Suitable data model to identify siginifcant categorie/s for a numeric result

FlorianSpring · April 17, 2024, 9:06am

First of all I want to apologize if a similar problem has been answered before. I am not familiar with the correct terminology which makes researching more complicated.

I am a newbie to Knime/Data science and had a few days of training in the general concepts and methods 4 years ago. In this course we used Knime. I have no further education or practical experience in this area, therefore with some guidance, I hope get more data insight with Knime.

My problem is as follows:
I have list of projects which lead to negative margins in the past years. I have different category-columns such as

project volume - grouped/binned in two 2 columns (1 column with 3 bins, 1 column with 9)
(business) sector (3 columns representing the levels of segregation, like a hierarchy 5, 25 and 70),
customer type,
percent of completion (per each years end), in my opinon weak
country
region (as subcategory of states, some countries not split in regions => 1:1)
segment (top hierarchy 11 classes)
business unit (lower level 56 classes)
margin categories (binned < -1%, -1 to -5%, -5 to -10,…)

Furthermore I have columns for:

the year (as integer, five years),
the total project volume (latest plan, decimal => every year of occurence the same value, to overcome the problem of changes over the years)
the relevant turnover (in a year, decimal)
absolute value margin (in a year, decimal)
and the relative margin per year (decimal).

Each project is represented with one line per year where there was a negative margin. This means positive years are already excluded form the data set, and each project may be represented with 1-5 lines (depending of the number of years it has shown negaive margin). Some of the projects might also be finished in a single year (therefore also only represented once in the data set with 100% completion in this year)

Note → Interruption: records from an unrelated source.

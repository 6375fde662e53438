use std::{
  ops::ControlFlow,
  sync::{
    atomic::{AtomicBool, AtomicU64, AtomicUsize, Ordering},
    Arc, Weak,
  },
};

use once_cell::sync::OnceCell;
use parking_lot::Mutex;

use crate::{
  config,
  disposable::Disposable,
  drain::{DownstreamCell, WorkInProgress},
  error::Error,
  flowable::Flowable,
  hooks,
  queue::{InnerQueue, SimpleQueue},
  scheduler::{Duration, Scheduler, Worker},
  subscriber::Subscriber,
  subscription::{
    add_demand, produced, validate_request, FusionMode, Subscription, SubscriptionSlot, Upstream,
  },
};

/// Moves the delivery of every signal onto one worker of `scheduler`.
///
/// Up to `prefetch` values are buffered between the upstream thread and the
/// worker. An error overtakes buffered values unless
/// [`delay_error`](Self::delay_error) is set.
#[derive(Clone)]
pub struct ObserveOn<S, Sch> {
  source: S,
  scheduler: Sch,
  prefetch: usize,
  delay_error: bool,
}

impl<S, Sch> ObserveOn<S, Sch> {
  pub fn new(source: S, scheduler: Sch) -> Self {
    ObserveOn { source, scheduler, prefetch: config::buffer_size(), delay_error: false }
  }

  pub fn prefetch(mut self, prefetch: usize) -> Self {
    self.prefetch = prefetch.max(1);
    self
  }

  pub fn delay_error(mut self, delay_error: bool) -> Self {
    self.delay_error = delay_error;
    self
  }
}

impl<S: Flowable, Sch: Scheduler> Flowable for ObserveOn<S, Sch> {
  type Item = S::Item;

  fn subscribe_actual<O: Subscriber<S::Item>>(self, downstream: O) {
    let state = Arc::new_cyclic(|this| ObserveOnState {
      this: this.clone(),
      downstream: DownstreamCell::default(),
      worker: self.scheduler.create_worker(),
      wip: WorkInProgress::default(),
      requested: AtomicU64::new(0),
      upstream: SubscriptionSlot::default(),
      queue: OnceCell::new(),
      sync_fused: AtomicBool::new(false),
      done: AtomicBool::new(false),
      error: Mutex::new(None),
      prefetch: self.prefetch,
      limit: config::replenish_limit(self.prefetch),
      consumed: AtomicUsize::new(0),
      delay_error: self.delay_error,
    });
    self.source.subscribe_actual(ObserveOnSubscriber { state, downstream: Some(downstream) })
  }
}

struct ObserveOnSubscriber<T, O> {
  state: Arc<ObserveOnState<T, O>>,
  downstream: Option<O>,
}

impl<T: Send + 'static, O: Subscriber<T>> Subscriber<T> for ObserveOnSubscriber<T, O> {
  fn on_subscribe(&mut self, upstream: Upstream<T>) {
    let state = &self.state;
    if !state.upstream.set_once(upstream.clone().into_shared()) {
      return;
    }
    let Some(mut downstream) = self.downstream.take() else { return };
    let mode = upstream.request_fusion(FusionMode::ANY | FusionMode::BOUNDARY);
    match (upstream.queue(), mode) {
      (Some(queue), FusionMode::SYNC) => {
        let _ = state.queue.set(InnerQueue::Fused(queue.clone()));
        state.sync_fused.store(true, Ordering::Release);
        state.done.store(true, Ordering::Release);
        downstream.on_subscribe(Upstream::Plain(state.clone()));
        if state.downstream.attach(downstream) {
          state.schedule();
        }
        return;
      }
      (Some(queue), FusionMode::ASYNC) => {
        let _ = state.queue.set(InnerQueue::Fused(queue.clone()));
      }
      _ => {
        let _ = state.queue.set(InnerQueue::Own(SimpleQueue::bounded(state.prefetch)));
      }
    }
    downstream.on_subscribe(Upstream::Plain(state.clone()));
    if state.downstream.attach(downstream) {
      upstream.request(state.prefetch as u64);
    }
  }

  fn on_next(&mut self, value: T) {
    let state = &self.state;
    if state.done.load(Ordering::Acquire) {
      return;
    }
    let accepted = state.queue.get().is_some_and(|q| q.offer(value).is_ok());
    if !accepted {
      state.upstream.cancel();
      *state.error.lock() = Some(Error::MissingBackpressure("observe_on: queue is full"));
      state.done.store(true, Ordering::Release);
    }
    state.schedule();
  }

  fn on_error(self, err: Error) {
    let state = &self.state;
    if state.done.swap(true, Ordering::AcqRel) {
      hooks::on_undeliverable(err);
      return;
    }
    *state.error.lock() = Some(err);
    state.schedule();
  }

  fn on_complete(self) {
    self.state.done.store(true, Ordering::Release);
    self.state.schedule();
  }

  fn on_available(&mut self) { self.state.schedule() }
}

struct ObserveOnState<T, O> {
  this: Weak<Self>,
  downstream: DownstreamCell<O>,
  worker: Arc<dyn Worker>,
  wip: WorkInProgress,
  requested: AtomicU64,
  upstream: SubscriptionSlot,
  queue: OnceCell<InnerQueue<T>>,
  sync_fused: AtomicBool,
  done: AtomicBool,
  error: Mutex<Option<Error>>,
  prefetch: usize,
  limit: usize,
  consumed: AtomicUsize,
  delay_error: bool,
}

impl<T: Send + 'static, O: Subscriber<T>> ObserveOnState<T, O> {
  fn schedule(&self) {
    if !self.wip.enter() {
      return;
    }
    let Some(state) = self.this.upgrade() else { return };
    self.worker.schedule(Box::new(move || state.wip.run(&mut || state.round())), Duration::ZERO);
  }

  fn clear(&self) {
    if let Some(queue) = self.queue.get() {
      queue.clear();
    }
  }

  fn finish(&self, slot: &mut Option<O>, err: Option<Error>) -> ControlFlow<()> {
    self.upstream.release();
    self.worker.dispose();
    if let Some(downstream) = slot.take() {
      match err {
        Some(err) => downstream.on_error(err),
        None => downstream.on_complete(),
      }
    }
    ControlFlow::Break(())
  }

  fn fail(&self, slot: &mut Option<O>, err: Error) -> ControlFlow<()> {
    self.upstream.cancel();
    self.clear();
    self.finish(slot, Some(err))
  }

  /// `Some` once the downstream was terminated or dropped.
  fn check_terminated(&self, done: bool, empty: bool, slot: &mut Option<O>) -> Option<ControlFlow<()>> {
    if self.downstream.is_cancelled() {
      self.clear();
      slot.take();
      return Some(ControlFlow::Break(()));
    }
    if !done {
      return None;
    }
    if self.delay_error {
      if empty {
        let err = self.error.lock().take();
        return Some(self.finish(slot, err));
      }
      return None;
    }
    let err = self.error.lock().take();
    if let Some(err) = err {
      self.clear();
      return Some(self.finish(slot, Some(err)));
    }
    if empty {
      return Some(self.finish(slot, None));
    }
    None
  }

  fn round(&self) -> ControlFlow<()> {
    let mut slot = self.downstream.lock();
    if slot.is_none() {
      return ControlFlow::Continue(());
    }
    let Some(queue) = self.queue.get() else { return ControlFlow::Continue(()) };
    let sync = self.sync_fused.load(Ordering::Acquire);
    let requested = self.requested.load(Ordering::Acquire);
    let mut emitted = 0;

    while emitted != requested {
      let done = self.done.load(Ordering::Acquire);
      let polled = match queue.poll() {
        Ok(polled) => polled,
        Err(err) => return self.fail(&mut slot, err),
      };
      let empty = polled.is_none();
      if sync && empty {
        return self.finish(&mut slot, None);
      }
      if let Some(flow) = self.check_terminated(done, empty, &mut slot) {
        return flow;
      }
      let Some(value) = polled else { break };
      if let Some(downstream) = slot.as_mut() {
        downstream.on_next(value);
      }
      emitted += 1;
      if self.downstream.is_cancelled() {
        self.clear();
        slot.take();
        return ControlFlow::Break(());
      }
      if !sync {
        let consumed = self.consumed.fetch_add(1, Ordering::Relaxed) + 1;
        if consumed == self.limit {
          self.consumed.store(0, Ordering::Relaxed);
          self.upstream.request(consumed as u64);
        }
      }
    }

    if emitted == requested {
      if sync && queue.is_empty() {
        return self.finish(&mut slot, None);
      }
      let done = self.done.load(Ordering::Acquire);
      if let Some(flow) = self.check_terminated(done, queue.is_empty(), &mut slot) {
        return flow;
      }
    }
    if emitted > 0 {
      produced(&self.requested, emitted);
    }
    ControlFlow::Continue(())
  }
}

impl<T: Send + 'static, O: Subscriber<T>> Subscription for ObserveOnState<T, O> {
  fn request(&self, n: u64) {
    if validate_request(n) {
      add_demand(&self.requested, n);
      self.schedule();
    }
  }

  fn cancel(&self) {
    if self.downstream.cancel() {
      self.upstream.cancel();
      self.worker.dispose();
      if self.wip.enter() {
        self.clear();
        self.downstream.take();
      }
    }
  }
}

#[cfg(test)]
mod tests {
  use std::sync::Arc;

  use parking_lot::Mutex;

  use crate::prelude::*;

  #[test]
  fn delivers_on_the_worker() {
    let scheduler = TestScheduler::new();
    let ts = flowable::range(1, 3).observe_on(scheduler.clone()).test();
    ts.assert_empty();
    scheduler.trigger_actions();
    ts.assert_result(&[1, 2, 3]);
  }

  #[test]
  fn replenishes_in_batches() {
    let scheduler = TestScheduler::new();
    let requests = Arc::new(Mutex::new(Vec::new()));
    let log = requests.clone();
    let ts = flowable::range(1, 100)
      .do_on_request(move |n| log.lock().push(n))
      .observe_on(scheduler.clone())
      .prefetch(16)
      .test();
    scheduler.trigger_actions();
    ts.assert_value_count(100).assert_complete();
    let requests = requests.lock();
    assert_eq!(requests[0], 16);
    assert!(requests[1..].iter().all(|n| *n == 12));
  }

  #[test]
  fn honours_downstream_demand() {
    let scheduler = TestScheduler::new();
    let ts = flowable::range(1, 5).hide().observe_on(scheduler.clone()).test_with(2);
    scheduler.trigger_actions();
    ts.assert_values(&[1, 2]).assert_not_complete();
    ts.request(3);
    scheduler.trigger_actions();
    ts.assert_result(&[1, 2, 3, 4, 5]);
  }

  fn two_then_error() -> impl Flowable<Item = i32> {
    flowable::create(
      |mut e| {
        e.next(1);
        e.next(2);
        e.error(Error::msg("x"));
      },
      BackpressureStrategy::Buffer,
    )
  }

  #[test]
  fn error_overtakes_buffered_values_unless_delayed() {
    let scheduler = TestScheduler::new();
    let eager = two_then_error().observe_on(scheduler.clone()).test();
    let delayed = two_then_error().observe_on(scheduler.clone()).delay_error(true).test();
    scheduler.trigger_actions();
    eager.assert_failure(&Error::msg("x"), &[]);
    delayed.assert_failure(&Error::msg("x"), &[1, 2]);
  }

  #[test]
  fn cancel_disposes_the_worker() {
    let scheduler = TestScheduler::new();
    let ts = flowable::just(1).observe_on(scheduler.clone()).test();
    assert_eq!(scheduler.pending(), 1);
    ts.cancel();
    assert_eq!(scheduler.pending(), 0);
    scheduler.trigger_actions();
    ts.assert_empty();
  }
}
//! End-to-end behavior of operator chains over `Flowable`.

use std::sync::{
  atomic::{AtomicBool, AtomicUsize, Ordering},
  Arc,
};

use parking_lot::Mutex;
use rxflow::{prelude::*, testing::capture_undeliverable};

type Slot = Arc<Mutex<Option<Emitter<i32>>>>;

fn manual() -> (Slot, impl Flowable<Item = i32>) {
  let slot: Slot = Arc::new(Mutex::new(None));
  let s = slot.clone();
  (slot, flowable::create(move |e| *s.lock() = Some(e), BackpressureStrategy::Buffer))
}

fn counter() -> (Arc<AtomicUsize>, impl Fn() + Clone + Send + Sync + 'static) {
  let count = Arc::new(AtomicUsize::new(0));
  let c = count.clone();
  (count, move || {
    c.fetch_add(1, Ordering::SeqCst);
  })
}

// ==================== Fusion ====================

#[rxflow_macro::test]
fn fused_and_hidden_chains_agree() {
  let fused = TestSubscriber::with_fusion(FusionMode::ANY);
  flowable::range(1, 20)
    .map(|v| v * 3)
    .filter(|v| v % 2 == 0)
    .map(|v| v + 1)
    .subscribe_with(fused.clone());

  let plain = flowable::range(1, 20)
    .hide()
    .map(|v| v * 3)
    .filter(|v| v % 2 == 0)
    .map(|v| v + 1)
    .test();

  fused.assert_fusion_mode(FusionMode::SYNC).assert_complete();
  plain.assert_result(&fused.values());
}

#[rxflow_macro::test]
fn fused_failure_matches_hidden_failure() {
  let chain = |source: BoxFlowable<i32>| {
    source.try_map(|v| if v == 3 { Err(Error::msg("three")) } else { Ok(v) }).test()
  };
  chain(flowable::range(1, 5).boxed()).assert_failure(&Error::msg("three"), &[1, 2]);
  chain(flowable::range(1, 5).hide().boxed()).assert_failure(&Error::msg("three"), &[1, 2]);
}

// ==================== Cancellation ====================

#[rxflow_macro::test]
fn disposing_twice_cancels_once() {
  let (cancels, on_cancel) = counter();
  let handle = flowable::never::<i32>().do_on_cancel(on_cancel).subscribe(|_| {});
  assert!(!handle.is_disposed());
  handle.dispose();
  handle.dispose();
  assert!(handle.is_disposed());
  assert_eq!(cancels.load(Ordering::SeqCst), 1);
}

#[rxflow_macro::test]
fn composite_disposes_every_subscription() {
  let (cancels, on_cancel) = counter();
  let composite = CompositeDisposable::default();
  for _ in 0..3 {
    composite.add(flowable::never::<i32>().do_on_cancel(on_cancel.clone()).subscribe(|_| {}));
  }
  composite.dispose();
  composite.dispose();
  assert_eq!(cancels.load(Ordering::SeqCst), 3);
}

#[rxflow_macro::test]
fn completed_chain_drops_its_references() {
  let token = Arc::new(());
  let t = token.clone();
  let done = Arc::new(AtomicBool::new(false));
  let d = done.clone();
  let _handle = flowable::range(1, 10)
    .map(move |v| {
      let _keep = &t;
      v
    })
    .filter(|v| v % 2 == 0)
    .flat_map(flowable::just)
    .subscribe_all(|_| {}, |_| {}, move || d.store(true, Ordering::SeqCst));
  assert!(done.load(Ordering::SeqCst));
  assert_eq!(Arc::strong_count(&token), 1);
}

// ==================== Coordinators ====================

#[rxflow_macro::test]
fn merge_error_cancels_the_other_sources() {
  let (cancels, on_cancel) = counter();
  let ts = flowable::merge(vec![
    flowable::never::<i32>().do_on_cancel(on_cancel).boxed(),
    flowable::error(Error::msg("boom")).boxed(),
  ])
  .test();
  ts.assert_failure(&Error::msg("boom"), &[]);
  assert_eq!(ts.errors().len(), 1);
  assert_eq!(cancels.load(Ordering::SeqCst), 1);
}

#[rxflow_macro::test]
fn merge_delay_error_drains_before_failing() {
  let ts = flowable::merge_delay_error(vec![
    flowable::error::<i32>(Error::msg("late")).boxed(),
    flowable::range(1, 3).boxed(),
  ])
  .test();
  ts.assert_failure(&Error::msg("late"), &[1, 2, 3]);
}

#[rxflow_macro::test]
fn concat_and_concat_eager_keep_source_order() {
  let scheduler = TestScheduler::new();
  let sources = || {
    vec![
      flowable::timer(Duration::from_millis(30), scheduler.clone()).map(|_| 1).boxed(),
      flowable::timer(Duration::from_millis(10), scheduler.clone()).map(|_| 2).boxed(),
    ]
  };
  let concat = flowable::concat(sources()).test();
  let eager = flowable::concat_eager(sources()).test();
  scheduler.advance_time_by(Duration::from_millis(30));
  eager.assert_result(&[1, 2]);
  concat.assert_values(&[1]).assert_not_complete();
  scheduler.advance_time_by(Duration::from_millis(10));
  concat.assert_result(&[1, 2]);
}

#[rxflow_macro::test]
fn amb_follows_the_first_source_to_signal() {
  let scheduler = TestScheduler::new();
  let (cancels, on_cancel) = counter();
  let ts = flowable::amb(vec![
    flowable::timer(Duration::from_millis(20), scheduler.clone())
      .map(|_| "slow")
      .do_on_cancel(on_cancel)
      .boxed(),
    flowable::timer(Duration::from_millis(5), scheduler.clone()).map(|_| "fast").boxed(),
  ])
  .test();
  scheduler.advance_time_by(Duration::from_millis(50));
  ts.assert_result(&["fast"]);
  assert_eq!(cancels.load(Ordering::SeqCst), 1);
}

#[rxflow_macro::test]
fn switch_map_drops_the_stale_inner() {
  let scheduler = TestScheduler::new();
  let (source, flow) = manual();
  let s = scheduler.clone();
  let ts = flow
    .switch_map(move |v| flowable::timer(Duration::from_millis(10), s.clone()).map(move |_| v))
    .test();
  let mut emitter = source.lock().take().unwrap();
  emitter.next(1);
  scheduler.advance_time_by(Duration::from_millis(5));
  emitter.next(2);
  emitter.complete();
  scheduler.advance_time_by(Duration::from_millis(20));
  ts.assert_result(&[2]);
}

// ==================== Time ====================

#[rxflow_macro::test]
fn throttle_last_emits_the_latest_per_period() {
  let scheduler = TestScheduler::new();
  let (source, flow) = manual();
  let ts = flow.throttle_last(Duration::from_millis(500), scheduler.clone()).test();
  let mut emitter = source.lock().take().unwrap();
  emitter.next(1);
  emitter.next(2);
  scheduler.advance_time_to(Duration::from_millis(501));
  ts.assert_values(&[2]).assert_not_terminated();
}

#[rxflow_macro::test]
fn throttle_last_failing_drop_callback_ends_the_stream() {
  let scheduler = TestScheduler::new();
  let (cancels, on_cancel) = counter();
  let (source, flow) = manual();
  let ts = flow
    .do_on_cancel(on_cancel)
    .throttle_last(Duration::from_millis(500), scheduler.clone())
    .on_dropped(|v| Err(Error::msg(format!("dropped {v}"))))
    .test();
  let mut emitter = source.lock().take().unwrap();
  emitter.next(1);
  emitter.next(2);
  ts.assert_failure(&Error::msg("dropped 1"), &[]);
  emitter.next(3);
  scheduler.advance_time_by(Duration::from_secs(1));
  ts.assert_failure(&Error::msg("dropped 1"), &[]);
  assert_eq!(cancels.load(Ordering::SeqCst), 1);
  assert!(emitter.is_cancelled());
}

#[rxflow_macro::test]
fn debounce_waits_for_silence() {
  let scheduler = TestScheduler::new();
  let dropped = Arc::new(Mutex::new(Vec::new()));
  let d = dropped.clone();
  let (source, flow) = manual();
  let ts = flow
    .debounce(Duration::from_millis(100), scheduler.clone())
    .on_dropped(move |v| {
      d.lock().push(v);
      Ok(())
    })
    .test();
  let mut emitter = source.lock().take().unwrap();
  emitter.next(1);
  scheduler.advance_time_by(Duration::from_millis(50));
  emitter.next(2);
  scheduler.advance_time_by(Duration::from_millis(100));
  emitter.next(3);
  emitter.complete();
  ts.assert_result(&[2, 3]);
  assert_eq!(*dropped.lock(), vec![1]);
}

#[rxflow_macro::test]
fn timeout_switches_to_the_fallback() {
  let scheduler = TestScheduler::new();
  let (cancels, on_cancel) = counter();
  let ts = flowable::never::<i32>()
    .do_on_cancel(on_cancel)
    .timeout_fallback(Duration::from_millis(10), scheduler.clone(), flowable::range(7, 2))
    .test();
  scheduler.advance_time_by(Duration::from_millis(10));
  ts.assert_result(&[7, 8]);
  assert_eq!(cancels.load(Ordering::SeqCst), 1);
}

#[rxflow_macro::test]
fn delay_subscription_waits_for_the_other() {
  let scheduler = TestScheduler::new();
  let (subscribed, on_request) = counter();
  let ts = flowable::range(1, 2)
    .do_on_request(move |_| on_request())
    .delay_subscription(flowable::timer(Duration::from_millis(5), scheduler.clone()))
    .test();
  ts.assert_empty();
  assert_eq!(subscribed.load(Ordering::SeqCst), 0);
  scheduler.advance_time_by(Duration::from_millis(5));
  ts.assert_result(&[1, 2]);
}

// ==================== Aggregation and notifications ====================

#[rxflow_macro::test]
fn collect_starts_fresh_on_every_subscription() {
  let collect = flowable::range(1, 3).collect(Vec::new, Vec::push);
  collect.clone().test().assert_value(vec![1, 2, 3]);
  collect.test().assert_value(vec![1, 2, 3]);
}

#[rxflow_macro::test]
fn materialize_round_trips() {
  flowable::range(1, 3).materialize().dematerialize(|n| n).test().assert_result(&[1, 2, 3]);
  flowable::empty::<i32>().materialize().dematerialize(|n| n).test().assert_result(&[]);
  flowable::just(1)
    .concat_with(flowable::error(Error::msg("x")))
    .materialize()
    .test()
    .assert_result(&[Notification::Next(1), Notification::Error(Error::msg("x"))]);
  flowable::just(1)
    .concat_with(flowable::error(Error::msg("x")))
    .materialize()
    .dematerialize(|n| n)
    .test()
    .assert_failure(&Error::msg("x"), &[1]);
}

// ==================== Error routing ====================

#[rxflow_macro::test]
fn second_error_reaches_the_hook_once() {
  let (ts, routed) = capture_undeliverable(|| {
    let (source, flow) = manual();
    let ts = flow.map(|v| v + 1).test();
    let mut emitter = source.lock().take().unwrap();
    emitter.error(Error::msg("first"));
    emitter.error(Error::msg("second"));
    ts
  });
  ts.assert_failure(&Error::msg("first"), &[]);
  assert_eq!(routed, vec![Error::msg("second")]);
}

#[rxflow_macro::test]
fn error_after_cancel_is_undeliverable() {
  let ((), routed) = capture_undeliverable(|| {
    let (source, flow) = manual();
    let ts = flow.filter(|v| *v > 0).test();
    ts.cancel();
    let mut emitter = source.lock().take().unwrap();
    emitter.error(Error::msg("late"));
    ts.assert_not_terminated();
  });
  assert_eq!(routed, vec![Error::msg("late")]);
}

// ==================== Bridges ====================

#[rxflow_macro::test]
fn blocking_bridges_return_plain_results() {
  assert_eq!(flowable::range(1, 4).blocking_first(), Ok(Some(1)));
  assert_eq!(flowable::range(1, 4).blocking_last(), Ok(Some(4)));
  assert_eq!(flowable::empty::<i32>().blocking_last(), Ok(None));
  let values: Vec<_> = flowable::range(1, 3).blocking_iter().collect();
  assert_eq!(values, vec![Ok(1), Ok(2), Ok(3)]);
}

#[rxflow_macro::test]
async fn stream_bridge_applies_backpressure() {
  use futures::StreamExt;

  let requested = Arc::new(AtomicUsize::new(0));
  let r = requested.clone();
  let mut stream = flowable::range(1, 1000)
    .do_on_request(move |n| {
      r.fetch_add(n as usize, Ordering::SeqCst);
    })
    .into_stream();
  assert_eq!(stream.next().await, Some(Ok(1)));
  assert!(requested.load(Ordering::SeqCst) < 1000);
  let rest: Vec<_> = stream.collect().await;
  assert_eq!(rest.len(), 999);
}

#[cfg(feature = "futures-scheduler")]
#[rxflow_macro::test]
fn observe_on_delivers_everything_across_threads() {
  let scheduler = ThreadPoolScheduler::new().unwrap();
  let ts = flowable::range(1, 500).observe_on(scheduler).test();
  ts.await_done(Duration::from_secs(5));
  assert_eq!(ts.value_count(), 500);
  ts.assert_complete();
}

Small projects are overrepresented 60% of more than 5.000 lines (size class 1 in first category (ranging 1-3) or 1-2 in the second category (ranging 1-9). So I think of splitting data analysis in two two subsets.

I am not planning to do a time series analysis over the years (in the first step)

I would like to find significant/relevant clusters/combinations of categories which exhibit best correlation with negative margin of a project.

At the moment I have not carried out any normalisation of data.

I hope I was specific enough, and I am glad to give you more details that might be required.

Please consider my lack of in depth knowledge and experience with data analytics and provide some guidance how to visualise/represent the results.

ScottF · April 23, 2024, 7:44pm

Hi @FlorianSpring and welcome to the forum.

Do you by chance have a sample dataset you could upload? Folks are more likely to explore options when you hand them the data.